Uwagi do tych regulacji wskazał Marcin Wiącek, Rzecznik Praw Obywatelskich, który zauważył w liście do ministra sprawiedliwości, że dostęp do ciepłej wody służącej do przygotowania gorącego napoju jest traktowany przez Ziobrę jako „luksus, za który osadzony powinien zapłacić” i zwraca uwagę na to, że opłata może budzić konflikty wśród więźniów.
Podkultura więzienna
Jako przykład konfliktu RPO podaje fakt, że sprzęt może należeć do jednego osadzonego, jednak wszyscy mieszkańcy celi używają go w podobnym stopniu. Dodatkowo Marcin Wiącek przypomina, że w związku z podkulturą więzienną opłatami mogłoby zostać obarczone nieodpowiednie osoby.

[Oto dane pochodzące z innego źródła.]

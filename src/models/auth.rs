//! Authentication DTOs

use serde::{Deserialize, Serialize};
use validator::Validate;

use super::UserResponse;

/// Account registration
#[derive(Debug, Deserialize, Validate)]
pub struct RegisterRequest {
    #[validate(email)]
    pub email: String,
    #[validate(length(min = 8, max = 128))]
    pub password: String,
    #[validate(length(min = 1, max = 120))]
    pub full_name: String,
    pub phone: Option<String>,
}

/// Email/password login
#[derive(Debug, Deserialize, Validate)]
pub struct LoginRequest {
    #[validate(email)]
    pub email: String,
    #[validate(length(min = 1))]
    pub password: String,
}

/// Issued access token
#[derive(Debug, Serialize, Deserialize)]
pub struct LoginResponse {
    pub access_token: String,
    pub token_type: String,
    pub expires_in: i64,
    pub user: UserResponse,
}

"W praktyce może dochodzić - i dochodzi - do sytuacji, gdy skazany w celi, gdzie jest dodatkowy sprzęt, nie korzysta z niego, gdyż nie pozwalają mu na to współosadzeni, kierując się zasadami podkultury więziennej. Obciążenie skazanego opłatą za energię elektryczną pobraną przez urządzenia, z których nie korzysta, nie powinno mieć miejsca. Stałoby to w sprzeczności z zasadami współżycia społecznego i sprawiedliwości społecznej" – wskazuje Marcin Wiącek, rzecznik praw obywatelskich.
Niesprawiedliwy przelicznik zużycia prądu
Inne kontrowersje wzbudza fakt, że ciepła woda w celi nie jest dostępna cały dzień. RPO wyjaśnia, że czasem to tylko kilkanaście minut w porach posiłków. A to „nie wystarcza na wszystkie czynności wymagające użycia ciepłej wody, jak umycie naczyń, upranie rzeczy, umycie się, ogolenie, przez wszystkich w celi. Skazani używają zatem wody podgrzanej w czajnikach elektrycznych" – czytamy w piśmie RPO do Zbigniewa Ziobry.

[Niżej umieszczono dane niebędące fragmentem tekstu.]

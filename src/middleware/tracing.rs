//! Request tracing middleware

use axum::{
    extract::Request,
    http::{HeaderName, HeaderValue},
    middleware::Next,
    response::Response,
};
use std::time::Instant;
use uuid::Uuid;

pub static REQUEST_ID_HEADER: HeaderName = HeaderName::from_static("x-request-id");

/// Log every request with timing under a per-request id.
///
/// An incoming `x-request-id` is reused, otherwise one is generated, and it
/// is echoed back on the response.
pub async fn request_tracing(request: Request, next: Next) -> Response {
    let method = request.method().clone();
    let path = request.uri().path().to_string();

    let request_id = request
        .headers()
        .get(&REQUEST_ID_HEADER)
        .and_then(|h| h.to_str().ok())
        .filter(|s| !s.is_empty() && s.len() <= 128)
        .map(str::to_string)
        .unwrap_or_else(|| Uuid::new_v4().to_string());

    let client_ip = request
        .headers()
        .get("x-forwarded-for")
        .and_then(|h| h.to_str().ok())
        .and_then(|s| s.split(',').next())
        .map(|s| s.trim().to_string());

    let start = Instant::now();

    tracing::info!(
        request_id = %request_id,
        method = %method,
        path = %path,
        client_ip = ?client_ip,
        "Request started"
    );

    let mut response = next.run(request).await;

    let duration = start.elapsed();
    let status = response.status();

    if status.is_server_error() {
        tracing::error!(
            request_id = %request_id,
            method = %method,
            path = %path,
            status = %status.as_u16(),
            duration_ms = %duration.as_millis(),
            "Request completed with error"
        );
    } else if status.is_client_error() {
        tracing::warn!(
            request_id = %request_id,
            method = %method,
            path = %path,
            status = %status.as_u16(),
            duration_ms = %duration.as_millis(),
            "Request completed with client error"
        );
    } else {
        tracing::info!(
            request_id = %request_id,
            method = %method,
            path = %path,
            status = %status.as_u16(),
            duration_ms = %duration.as_millis(),
            "Request completed"
        );
    }

    if let Ok(value) = HeaderValue::from_str(&request_id) {
        response.headers_mut().insert(REQUEST_ID_HEADER.clone(), value);
    }

    response
}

Marcin Wiązek zauważa też, że przelicznik kwoty, jaką więźniowie mają zapłacić za zużycie prądu jest niesprawiedliwy. Jak czytamy w projekcie rozporządzenia w celi będą trzy urządzenia: radio, telewizor, czajnik elektryczny i wieża stereo. Wysokość opłaty wynika z założenia, że każdy ze sprzętów oprócz czajnika będzie używany przez 10 godzin dziennie.

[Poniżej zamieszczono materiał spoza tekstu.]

//! Transactional email bodies

use crate::booking::{Booking, BookingStatus};
use crate::inventory::Item;
use crate::models::User;
use crate::payment::Payment;

use super::EmailMessage;

fn escape(text: &str) -> String {
    text.replace('&', "&amp;")
        .replace('<', "&lt;")
        .replace('>', "&gt;")
        .replace('"', "&quot;")
}

/// Whole-unit rupiah with thousands separators
pub fn format_amount(amount: i64) -> String {
    let digits = amount.unsigned_abs().to_string();
    let mut grouped = String::with_capacity(digits.len() + digits.len() / 3);
    for (i, ch) in digits.chars().enumerate() {
        if i > 0 && (digits.len() - i) % 3 == 0 {
            grouped.push('.');
        }
        grouped.push(ch);
    }
    let sign = if amount < 0 { "-" } else { "" };
    format!("Rp {}{}", sign, grouped)
}

pub fn welcome(user: &User) -> EmailMessage {
    let name = escape(&user.full_name);
    EmailMessage {
        to: user.email.clone(),
        subject: "Welcome to Game Rental".to_string(),
        text: format!("Welcome {}! Your account is now active.", user.full_name),
        html: format!(
            "<h1>Welcome {name}!</h1>\
             <p>Your account is active. Browse the catalog and make your first rental.</p>"
        ),
    }
}

pub fn booking_created(user: &User, item: &Item, booking: &Booking) -> EmailMessage {
    let platform = item.platform.as_deref().unwrap_or("Unknown");
    let total = format_amount(booking.total_amount);
    EmailMessage {
        to: user.email.clone(),
        subject: "Booking Confirmation - Game Rental".to_string(),
        text: format!(
            "Booking created for {} from {} to {} ({} days). Total: {}. Please complete the payment.",
            item.name, booking.start_date, booking.end_date, booking.rental_days, total
        ),
        html: format!(
            "<h1>Booking Confirmation</h1>\
             <p>Hi {},</p>\
             <p>Your booking has been created.</p>\
             <ul>\
             <li><strong>Game:</strong> {}</li>\
             <li><strong>Platform:</strong> {}</li>\
             <li><strong>Period:</strong> {} to {} ({} days)</li>\
             <li><strong>Rent:</strong> {}</li>\
             <li><strong>Deposit:</strong> {}</li>\
             <li><strong>Total:</strong> {}</li>\
             </ul>\
             <p><strong>Next:</strong> please complete the payment.</p>",
            escape(&user.full_name),
            escape(&item.name),
            escape(platform),
            booking.start_date,
            booking.end_date,
            booking.rental_days,
            format_amount(booking.total_rent),
            format_amount(booking.deposit),
            total,
        ),
    }
}

pub fn booking_status_changed(user: &User, item: &Item, status: BookingStatus) -> EmailMessage {
    let note = match status {
        BookingStatus::Active => "Your game has been handed over. Enjoy!",
        BookingStatus::Completed => "The rental is complete. Thank you!",
        BookingStatus::Cancelled => "The booking was cancelled and the unit released.",
        _ => "",
    };
    EmailMessage {
        to: user.email.clone(),
        subject: "Booking Status Updated - Game Rental".to_string(),
        text: format!("Booking status for {}: {}. {}", item.name, status, note),
        html: format!(
            "<h1>Status Updated</h1>\
             <p>Hi {},</p>\
             <p>Booking status: <strong>{}</strong></p>\
             <p>Game: {}</p>\
             <p>{}</p>",
            escape(&user.full_name),
            status,
            escape(&item.name),
            note
        ),
    }
}

pub fn payment_confirmed(user: &User, item: &Item, booking: &Booking) -> EmailMessage {
    let total = format_amount(booking.total_amount);
    EmailMessage {
        to: user.email.clone(),
        subject: "Payment Confirmed - Game Rental".to_string(),
        text: format!(
            "Payment of {} received. Your booking for {} is confirmed.",
            total, item.name
        ),
        html: format!(
            "<h1>Payment Confirmed</h1>\
             <p>Hi {},</p>\
             <p>We received your payment of <strong>{}</strong>.</p>\
             <p>Your booking for {} ({} to {}) is confirmed.</p>",
            escape(&user.full_name),
            total,
            escape(&item.name),
            booking.start_date,
            booking.end_date
        ),
    }
}

pub fn payment_instruction(
    user: &User,
    item: &Item,
    payment: &Payment,
    redirect_url: Option<&str>,
) -> EmailMessage {
    let reference = payment.provider_txn_id.as_deref().unwrap_or("N/A");
    let amount = format_amount(payment.amount);
    let link = redirect_url
        .map(|url| format!("<p><a href=\"{}\">Pay now</a></p>", escape(url)))
        .unwrap_or_default();
    EmailMessage {
        to: user.email.clone(),
        subject: "Payment Instruction - Game Rental".to_string(),
        text: format!(
            "Please complete payment of {} for {}. Reference: {}",
            amount, item.name, reference
        ),
        html: format!(
            "<h1>Complete Your Payment</h1>\
             <p>Hi {},</p>\
             <ul>\
             <li><strong>Reference:</strong> {}</li>\
             <li><strong>Amount:</strong> {}</li>\
             <li><strong>Game:</strong> {}</li>\
             </ul>\
             {}\
             <p>Complete within 24 hours.</p>",
            escape(&user.full_name),
            escape(reference),
            amount,
            escape(&item.name),
            link
        ),
    }
}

"Z uwagi na przerwy w zasilaniu w nocy, trwające zwykle ok. 6 godzin, skazani mają możliwość korzystania z urządzeń przez ok. 18 godzin na dobę. Przyjęto, że osadzeni będą niemal przez cały ten czas jednocześnie korzystać co najmniej z dwóch odbiorników, np. jednocześnie z telewizora i radia albo radia i wieży stereo. Trudno to sobie wyobrazić, zwłaszcza w mniejszych celach [...] Jak wynika z wyliczeń, kwota 20 zł stanowi pokrycie pełnego miesięcznego kosztu zużycia energii elektrycznej w celi, w której użytkowane są cztery wskazane sprzęty" – komentuje RPO.
Rząd: "daj na prąd"
To z kolei pokazuje, że rząd próbuje raczej zmusić więźniów do "zrzucania się" na prąd w czasach kryzysu, niż pokrywać rzeczywiste koszty zużytej przez nich energii.
Regulacje budzą dwojakie wrażenie, z jednej strony nie można mówić o zbyt dużej empatii społecznej dla więźniów, a utrudnienie im i tak trudnej rzeczywistości znajduje posłuch w opiniach Polaków. Z drugiej rząd musi zdawać sobie sprawę z pewnych strat wizerunkowych związanych z wrażeniem, że kasy państwa nie stać na utrzymanie podstawowych instytucji.